4 things to do for weight loss
- Eat primarily nutrient-rich whole foods
Eat mostly meat, seafood, fowl, eggs, berries, vegetables, nuts (in moderation), fruits (in moderation), and whole-fat dairy (in moderation). Try to get as much organic and grass-fed produce as possible. Some traditionally prepared grains and legumes can be a part of your diet if you tolerate them well. Sticking to an ancestral food template results in a lower carbohydrate intake than the typical western diet unless you indulge in fruits and starchy tubers. Animal source foods seem to be especially important for someone who wants to lose weight, as lack of protein in the diet can lead to overeating. A diet based on unrefined traditional foods should make you lose weight even without counting calories and starving yourself. Don’t obsess over the diet, but try to stick with it for 80-90% of the time.
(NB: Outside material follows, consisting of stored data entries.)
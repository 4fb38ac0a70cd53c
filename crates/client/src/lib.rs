//! PaperLens Client Library
//!
//! Typed access to the gateway for front ends:
//! - Session tracking with change notifications
//! - `ResearchApi` trait and its HTTP implementation
//! - Project cache that only reflects acknowledged writes
//! - Batch "already analyzed?" checks and the recents view
//! - Analysis modal state machine and tag colors

pub mod analyses;
pub mod api;
pub mod modal;
pub mod projects;
pub mod session;
pub mod tags;

#[cfg(test)]
pub(crate) mod testing;

pub use api::{ApiClient, ProjectDetail, ResearchApi};
pub use session::{Session, SessionState};
//! Typed gateway API
//!
//! `ResearchApi` is the seam the view state is written against; `ApiClient`
//! implements it over HTTP and attaches the session bearer to every
//! authenticated call.

use crate::session::Session;
use async_trait::async_trait;
use paperlens_common::{
    analysis::Analysis,
    db::models::{AnalysisRecord, Project},
    errors::{AppError, ErrorResponse, Result},
    papers::{Paper, SearchResponse},
    workspace::{WorkspaceDatabase, WorkspaceRecord},
};
use reqwest::{Method, RequestBuilder, StatusCode};
use serde::de::DeserializeOwned;
use serde::{Deserialize, Serialize};
use serde_json::{json, Value};
use std::sync::Arc;
use std::time::Duration;
use uuid::Uuid;

/// A project with the analyses assigned to it
#[derive(Debug, Clone, PartialEq, Serialize, Deserialize)]
pub struct ProjectDetail {
    #[serde(flatten)]
    pub project: Project,
    #[serde(default)]
    pub paper_analyses: Vec<AnalysisRecord>,
}

#[async_trait]
pub trait ResearchApi: Send + Sync {
    async fn search_papers(&self, query: &str) -> Result<SearchResponse>;

    async fn get_paper(&self, paper_id: &str) -> Result<Paper>;

    /// The caller's record for a paper; `None` when not yet analyzed
    async fn get_analysis(&self, paper_id: &str) -> Result<Option<AnalysisRecord>>;

    async fn list_analyses(&self) -> Result<Vec<AnalysisRecord>>;

    /// Stored record, or a freshly generated and stored one
    async fn analyze_and_save(&self, paper: &Paper, project_id: Option<Uuid>) -> Result<AnalysisRecord>;

    async fn set_project(&self, analysis_id: Uuid, project_id: Option<Uuid>) -> Result<AnalysisRecord>;

    async fn list_projects(&self) -> Result<Vec<Project>>;

    async fn get_project(&self, id: Uuid) -> Result<ProjectDetail>;

    async fn create_project(&self, title: &str, description: Option<&str>) -> Result<Project>;

    async fn update_project(&self, id: Uuid, title: &str, description: Option<&str>) -> Result<Project>;

    async fn delete_project(&self, id: Uuid) -> Result<()>;

    async fn list_databases(&self, credential: &str) -> Result<Vec<WorkspaceDatabase>>;

    async fn create_database(&self, credential: &str, title: &str, page_id: &str) -> Result<WorkspaceDatabase>;

    async fn add_to_database(
        &self,
        credential: &str,
        database_id: &str,
        paper: &Paper,
        analysis: &Analysis,
    ) -> Result<WorkspaceRecord>;
}

/// HTTP client for the gateway
pub struct ApiClient {
    client: reqwest::Client,
    base_url: String,
    session: Arc<Session>,
}

#[derive(Deserialize)]
struct DatabaseList {
    #[serde(default)]
    results: Vec<WorkspaceDatabase>,
}

impl ApiClient {
    pub fn new(base_url: &str, session: Arc<Session>) -> Result<Self> {
        let client = reqwest::Client::builder()
            .timeout(Duration::from_secs(120))
            .build()?;

        Ok(Self {
            client,
            base_url: base_url.trim_end_matches('/').to_string(),
            session,
        })
    }

    fn request(&self, method: Method, path: &str) -> RequestBuilder {
        self.client.request(method, format!("{}{}", self.base_url, path))
    }

    /// `{base}{prefix}/{id}` with the id percent-encoded as one segment
    fn id_url(&self, prefix: &str, id: &str) -> Result<reqwest::Url> {
        let mut url = reqwest::Url::parse(&format!("{}{}", self.base_url, prefix)).map_err(|e| {
            AppError::Configuration {
                message: format!("Invalid gateway URL: {}", e),
            }
        })?;
        url.path_segments_mut()
            .map_err(|_| AppError::Configuration {
                message: "Gateway URL cannot be a base".to_string(),
            })?
            .push(id);
        Ok(url)
    }

    fn authed(&self, method: Method, path: &str) -> Result<RequestBuilder> {
        let token = self.session.bearer()?;
        Ok(self.request(method, path).bearer_auth(token))
    }

    async fn send<T: DeserializeOwned>(&self, request: RequestBuilder, path: &str) -> Result<T> {
        let response = request.send().await?;
        let status = response.status();

        if !status.is_success() {
            let body = response.text().await.unwrap_or_default();
            return Err(error_from_response(status, &body, path));
        }

        Ok(response.json::<T>().await?)
    }

    async fn notion<T: DeserializeOwned>(&self, body: Value) -> Result<T> {
        self.send(self.request(Method::POST, "/notion").json(&body), "/notion")
            .await
    }
}

/// Map a gateway error body back onto the shared error type
fn error_from_response(status: StatusCode, body: &str, path: &str) -> AppError {
    let message = serde_json::from_str::<ErrorResponse>(body)
        .map(|e| e.error)
        .unwrap_or_else(|_| status.to_string());

    match status {
        StatusCode::BAD_REQUEST => AppError::Validation { message, field: None },
        StatusCode::UNAUTHORIZED => AppError::Unauthorized { message },
        StatusCode::NOT_FOUND => AppError::not_found("resource", path),
        StatusCode::CONFLICT => AppError::Duplicate { message },
        StatusCode::TOO_MANY_REQUESTS => AppError::RateLimited { limit: 0 },
        _ => AppError::Internal { message },
    }
}

#[async_trait]
impl ResearchApi for ApiClient {
    async fn search_papers(&self, query: &str) -> Result<SearchResponse> {
        let path = "/papers/search";
        let request = self.request(Method::GET, path).query(&[("query", query)]);
        self.send(request, path).await
    }

    async fn get_paper(&self, paper_id: &str) -> Result<Paper> {
        let url = self.id_url("/papers", paper_id)?;
        let path = url.path().to_string();
        self.send(self.client.get(url), &path).await
    }

    async fn get_analysis(&self, paper_id: &str) -> Result<Option<AnalysisRecord>> {
        let url = self.id_url("/analyses/paper", paper_id)?;
        let path = url.path().to_string();
        let request = self.client.get(url).bearer_auth(self.session.bearer()?);

        match self.send(request, &path).await {
            Ok(record) => Ok(Some(record)),
            Err(AppError::NotFound { .. }) => Ok(None),
            Err(e) => Err(e),
        }
    }

    async fn list_analyses(&self) -> Result<Vec<AnalysisRecord>> {
        self.send(self.authed(Method::GET, "/analyses")?, "/analyses").await
    }

    async fn analyze_and_save(&self, paper: &Paper, project_id: Option<Uuid>) -> Result<AnalysisRecord> {
        let body = json!({ "paper": paper, "project_id": project_id });
        self.send(self.authed(Method::POST, "/analyses")?.json(&body), "/analyses")
            .await
    }

    async fn set_project(&self, analysis_id: Uuid, project_id: Option<Uuid>) -> Result<AnalysisRecord> {
        let path = format!("/analyses/{}/project", analysis_id);
        let body = json!({ "project_id": project_id });
        self.send(self.authed(Method::PUT, &path)?.json(&body), &path).await
    }

    async fn list_projects(&self) -> Result<Vec<Project>> {
        self.send(self.authed(Method::GET, "/projects")?, "/projects").await
    }

    async fn get_project(&self, id: Uuid) -> Result<ProjectDetail> {
        let path = format!("/projects/{}", id);
        self.send(self.authed(Method::GET, &path)?, &path).await
    }

    async fn create_project(&self, title: &str, description: Option<&str>) -> Result<Project> {
        let body = json!({ "title": title, "description": description });
        self.send(self.authed(Method::POST, "/projects")?.json(&body), "/projects")
            .await
    }

    async fn update_project(&self, id: Uuid, title: &str, description: Option<&str>) -> Result<Project> {
        let path = format!("/projects/{}", id);
        let body = json!({ "title": title, "description": description });
        self.send(self.authed(Method::PUT, &path)?.json(&body), &path).await
    }

    async fn delete_project(&self, id: Uuid) -> Result<()> {
        let path = format!("/projects/{}", id);
        let _: Value = self.send(self.authed(Method::DELETE, &path)?, &path).await?;
        Ok(())
    }

    async fn list_databases(&self, credential: &str) -> Result<Vec<WorkspaceDatabase>> {
        let list: DatabaseList = self
            .notion(json!({ "action": "list_databases", "access_token": credential }))
            .await?;
        Ok(list.results)
    }

    async fn create_database(&self, credential: &str, title: &str, page_id: &str) -> Result<WorkspaceDatabase> {
        self.notion(json!({
            "action": "create_database",
            "access_token": credential,
            "title": title,
            "pageId": page_id,
        }))
        .await
    }

    async fn add_to_database(
        &self,
        credential: &str,
        database_id: &str,
        paper: &Paper,
        analysis: &Analysis,
    ) -> Result<WorkspaceRecord> {
        self.notion(json!({
            "action": "add_to_database",
            "access_token": credential,
            "databaseId": database_id,
            "paper": paper,
            "analysis": analysis,
        }))
        .await
    }
}

#[cfg(test)]
mod tests {
    use super::*;

    #[test]
    fn test_error_bodies_map_to_variants() {
        let body = r#"{"error":"Missing required field: query","code":"MISSING_FIELD"}"#;
        match error_from_response(StatusCode::BAD_REQUEST, body, "/papers/search") {
            AppError::Validation { message, .. } => assert_eq!(message, "Missing required field: query"),
            other => panic!("unexpected {:?}", other),
        }

        assert!(matches!(
            error_from_response(StatusCode::NOT_FOUND, "", "/projects/x"),
            AppError::NotFound { .. }
        ));
        assert!(matches!(
            error_from_response(StatusCode::INTERNAL_SERVER_ERROR, "not json", "/analyze"),
            AppError::Internal { .. }
        ));
    }

    #[test]
    fn test_paper_ids_are_one_encoded_segment() {
        let client = ApiClient::new("http://gateway.local/", Arc::new(Session::new())).unwrap();

        let url = client.id_url("/analyses/paper", "DOI:10.18653/v1/N19-1423").unwrap();
        assert_eq!(url.path(), "/analyses/paper/DOI:10.18653%2Fv1%2FN19-1423");

        let url = client.id_url("/papers", "a?b#c").unwrap();
        assert_eq!(url.path(), "/papers/a%3Fb%23c");
        assert!(url.query().is_none());
        assert!(url.fragment().is_none());
    }

    #[tokio::test]
    async fn test_authenticated_calls_need_a_session() {
        let client = ApiClient::new("http://127.0.0.1:9", Arc::new(Session::new())).unwrap();
        assert!(matches!(
            client.list_projects().await,
            Err(AppError::Unauthorized { .. })
        ));
    }

    #[test]
    fn test_project_detail_deserializes_flat() {
        let body = json!({
            "id": Uuid::new_v4(),
            "title": "T",
            "description": null,
            "user_id": Uuid::new_v4(),
            "created_at": "2025-01-01T00:00:00Z",
            "updated_at": "2025-01-01T00:00:00Z",
            "paper_analyses": []
        });
        let detail: ProjectDetail = serde_json::from_value(body).unwrap();
        assert_eq!(detail.project.title, "T");
        assert!(detail.paper_analyses.is_empty());
    }
}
- Eat high-quality fermented foods
Avoid the acidophilus milk at the supermarket, and try instead to find quality products such as Kimchi and Kefir at the health food store, farmer’s market or some other trusted source. Fermented foods can also be made at home.
- Eat plenty of vegetables
Soluble fiber and resistant starch are two of the components in fruits, vegetables and other plants that work as prebiotics in the gastrointestinal tract. Leeks, onions and jerusalem artichoke are especially rich in soluble fibers such as inulin. Prebiotics are the food source of the bacteria, and several sources of prebiotics in the diet usually improve the bacterial composition in the gut.
Regularly perform some type of aerobic and anaerobic exercise. The frequency, duration and intensity of the exercise depends on your goals. If the primary goal is to lose weight, 1-2 days of resistance training with bodyweight and barbell exercises, and 1-2 days of walking, running, rowing etc. could be a good start.
Other factors that could help speed up weight loss include getting adequate sun exposure, taking a high-quality probiotic supplement, increasing omega-3 intake and getting more microbes into your life (e..g, eating plants from the farmer’s market or garden, avoiding excessive hygiene).